Mormon crickets and grasshoppers nearly decimated the harvest soon after Latter-day Saint pioneers entered the Salt Lake Valley. After these difficult years, many Latter-day Saints started storing grain to avoid their previous trials, to exercise principles of self-reliance and to feed the poor.
As part of the grain storage efforts, the saints constructed the Ephraim Relief Society Granary between 1872 and 1875. The initial efforts to store grain were unsuccessful, so in 1876, Brigham Young asked Emmeline B. Wells to head the grain storage program.
Wells and the Relief Society soon took charge of the program and began organizing the harvesting and storing of grain. During the formation of the Nauvoo Relief Society, the minutes recorded, “Mov’d by Pres. Smith, that Mrs. Smith proceed to choose her Counsellors, that they may be ordain’d to preside over this Society, in taking care of the poor — administering to their wants, and attending to the various affairs of this Institution.”

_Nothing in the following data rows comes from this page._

use anyhow::Result;
use chrono::Utc;
use ctera_client::client::CteraHost;
use ctera_client::files::CloudPath;
use std::env;

#[tokio::main(flavor = "current_thread")]
async fn main() -> Result<()> {
    let portal = {
        let host = env::var("CTERA_HOST")?;
        CteraHost::builder().host(host).build()?
    };

    let mut tenants = portal.portals().tenants()?;
    while let Some(tenant) = tenants.next().await? {
        println!(
            "tenant: {}, display name: {:?}",
            tenant.name, tenant.display_name
        );
    }

    let mut zones = portal.zones().list()?;
    while let Some(zone) = zones.next().await? {
        println!("zone: {}, id: {}", zone.name, zone.zone_id);
    }

    let path = env::var("CTERA_PATH").unwrap_or_else(|_| String::from("My Files"));
    let now = Utc::now();
    let mut resources = portal.files().ls(&CloudPath::new(&path))?;
    while let Some(resource) = resources.next().await? {
        println!(
            "{}{} {} {}",
            resource.name,
            if resource.is_folder { "/" } else { "" },
            resource.calculate_size(),
            resource.calculate_age(now)
        );
    }

    Ok(())
}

Caring for the poor and needy was a central part of the Relief Society. On June 9, 1842, Joseph Smith said that the Relief Society “is not only to relieve the poor, but to save souls.” This ministry to the poor and the afflicted characterized the Relief Society and their efforts with the Ephraim Granary.
The granary was operational from 1872 to 1914. The Relief Society used it to store grain, but it also used the second floor as a hall. There it held community and cultural events, rendering it a gathering place.
The building itself had a chute where workers would slide grain down to storage bins. Sometimes carrying infants on their backs, pioneer women would slide grain down the chute to the basement. The grain stored there was used as food storage as well as for charity.
The Ephraim Relief Society would send chapter representatives to Salt Lake City to annual meetings. There they would coordinate their distribution and management of grain. Ephraim Relief Society President Sarah Peterson’s name appeared on the deeds for the granary.
Florence Peterson Faux wrote, “When it was finally thrashed, Sarah had raised 60 bushels of wheat. This she divided with the settlers — it was their salvation, for by frugal, careful managing, it supplied bread for the little settlement all winter. They called it ‘Salvation Wheat’ and when it was almost gone, Sarah put some in a small bottle to show her husband when he came home from his mission.”
Peterson kept the little bottle of wheat all her life and when her husband was buried, she placed the bottle with him in the casket.
Due to the lack of cash economy in Utah, the granary would collect in-kind donations instead of cash. The Relief Society further mobilized the granary to help the poor. The group would collect donations and store grain to distribute locally to the poor and to sustain church needs. The Ephraim Relief Society would work with tithing offices to help the poor.
In addition to grain, the Ephraim Relief Society also sold handmade items, Sunday eggs, quilts made from wool and dairy products.
As one of only nine Relief Society granaries owned by The Church of Jesus Christ of Latter-day Saints, this granary was significant. It provided women a space in the public sphere to manage public affairs.
In a report on the Sanpete County Relief Societies’ success, edited by Wells, they recorded, “The county has been very energetic in storing up wheat, and much of it has been gleaned by the women and children. ... There are quite a number of buildings owned by women in the county, one or two of them quite large and commodious, and in some places, there are stores and millinery establishments managed entirely by the Relief Society.”
In addition to the success of the granary, the Ephraim Relief Society used the building for other business affairs. The “History of the Relief Society in Ephraim” recorded that the women acted as morticians, midwives, nurses and provided food and shelter for the poor. The women also aided in constructing buildings.
The Ephraim Relief Society eventually ceased operations. One of the last charitable efforts the members engaged in was during World War I. The Relief Society collected grain to give to the needy and afflicted during that time. The grain program was the longest running and most successful program in the history of the Relief Society.
While the building was owned in the names of Relief Society women, they eventually sold it to the Ephraim Milling and Elevator Co. in 1915. The granary remained operational for several years until economic hardship hit Ephraim. In 1969, the Ephraim Enterprise newspaper ran a piece about how the granary would be destroyed, but that decision was reversed within two months.
The community rallied together to preserve the pioneer building and it was saved in 1990 when the funds were secured to preserve the building.
Today, the Ephraim Granary is the only Relief Society granary that is open to the public.